The clatter of wickets came across just 63 overs on Thursday, as batters were confronted with extreme seam movement and uneven bounce. Tasmania fell well short of chasing 143 after the home side had themselves lost 9 for 55 in the second innings.

“That wicket was absolute disgrace,” Paine told SEN Tassie. “This a Test venue in the strongest state in the country, and they rolled that up. That’s embarrassing. The ball was seaming sideways, it was going up and down, it wasn’t fit for first-class cricket. That was a disgraceful wicket.

“I haven’t spoken to people, but you could see it on the screen it had those cracks where it’s like got grass over it. You don’t even see that in club cricket.”

Paine questioned how such a surface could be produced at a major Test venue, and said that it undermined the Sheffield Shield competition.

“What’s going on at Cricket New South Wales or the SCG? That was such a bad wicket to play cricket on,” he said. “Whether we won or lost, whatever, I could have bowled on that and taken wickets. It’s not good enough.

“How that can happen at one of the premier Test venues around the world is a disgrace. That was below standard for grade cricket and this is meant to be the premier first-class cricket competition in the world, and that is meant to be one of the iconic Test match venues… and that’s what we are getting served up.”

New types of grass are being used at the SCG this season, with the Shield surfaces comprising a different variety than will form the Test pitch against Pakistan in early January. ESPNcricinfo understands that there are no concerns about the quality of pitch that will be brought up for that Test, which is shaping as David Warner‘s farewell from the format, and will be played on one of the centre wickets used for TV games.

Nathan Lyon, who played in the Tasmania match, was sure the pitch for the Test match would bear little resemblance. “I expect totally different,” he said.

The ground will also host three BBL matches before the Test, with Sydney Sixers facing Melbourne Renegades (December 8), Adelaide Strikers (December 22) and Melbourne Stars (December 26).

However, it also understood that elements of the pitch preparation will be reviewed with the proximity of the WBBL double-header matches on November 26 a potential factor as well as some poor weather.

Chris Tremain, the New South Wales quick who claimed 6 for 31 in Tasmania’s second innings, defended the groundsmen by saying they had been hampered in the build-up by the weather and that the surface had started soft which caused divots to form that then hardened to create the uneven bounce.

“Don’t think that wicket was poorly prepared,” Tremain told ESPNcricinfo. “In the balance of bat versus ball obviously ball was the winner, but I wouldn’t be too quick to hang the groundsman out to dry.”

Tasmania captain Jordan Silk, while more measured than Paine in his views, said conditions had been skewed too far towards the ball.

“I’ve played quite a lot Shield cricket, and can’t say I’ve played on a wicket quite like that where the ball was nipping around a lot.
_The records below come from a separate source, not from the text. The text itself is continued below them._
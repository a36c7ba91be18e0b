// FlowState - Closed-loop entrainment control
// Copyright (c) 2025 David Martin Venti
//
// Dual-licensed under AGPL-3.0 and Commercial License.
// See LICENSE file for details.


//! WebSocket transport (tokio-tungstenite, rustls for `wss://`)

use super::transport::{Connection, Connector};
use crate::error::SourceError;
use async_trait::async_trait;
use futures::{SinkExt, StreamExt};
use tokio::net::TcpStream;
use tokio_tungstenite::tungstenite::Message;
use tokio_tungstenite::{connect_async, MaybeTlsStream, WebSocketStream};
use tracing::trace;

/// Connector opening WebSocket client connections
#[derive(Debug, Clone, Copy, Default)]
pub struct WsConnector;

impl WsConnector {
    /// Create a connector
    pub fn new() -> Self {
        Self
    }
}

#[async_trait]
impl Connector for WsConnector {
    type Conn = WsConnection;

    async fn connect(&self, url: &str) -> Result<WsConnection, SourceError> {
        let (stream, _response) = connect_async(url)
            .await
            .map_err(|e| SourceError::Transport(e.to_string()))?;
        Ok(WsConnection { stream })
    }
}

/// Open WebSocket connection carrying text frames
pub struct WsConnection {
    stream: WebSocketStream<MaybeTlsStream<TcpStream>>,
}

#[async_trait]
impl Connection for WsConnection {
    async fn recv(&mut self) -> Option<Result<String, SourceError>> {
        loop {
            match self.stream.next().await? {
                Ok(Message::Text(text)) => return Some(Ok(text)),
                Ok(Message::Close(_)) => return None,
                Ok(other) => {
                    // Ping/pong are answered by tungstenite itself.
                    trace!(kind = ?other, "Skipping non-text frame");
                }
                Err(e) => return Some(Err(SourceError::Transport(e.to_string()))),
            }
        }
    }

    async fn send(&mut self, text: String) -> Result<(), SourceError> {
        self.stream
            .send(Message::Text(text))
            .await
            .map_err(|e| SourceError::Transport(e.to_string()))
    }

    async fn close(&mut self) {
        let _ = self.stream.close(None).await;
    }
}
There were cracks on lines, and it was snaky,” he said. “You had not just the sideways movement but you also had a few balls climbing up then some climbing down.

“Think you can cop a bit of wear and tear over the course of a game; but when there’s been 40 wickets in 160 overs of cricket, you probably think it’s a bit too heavily weighted towards the bowlers. And that’s coming from someone who is really keen on having some sporting wickets, but it was slightly too far towards the bowling side.”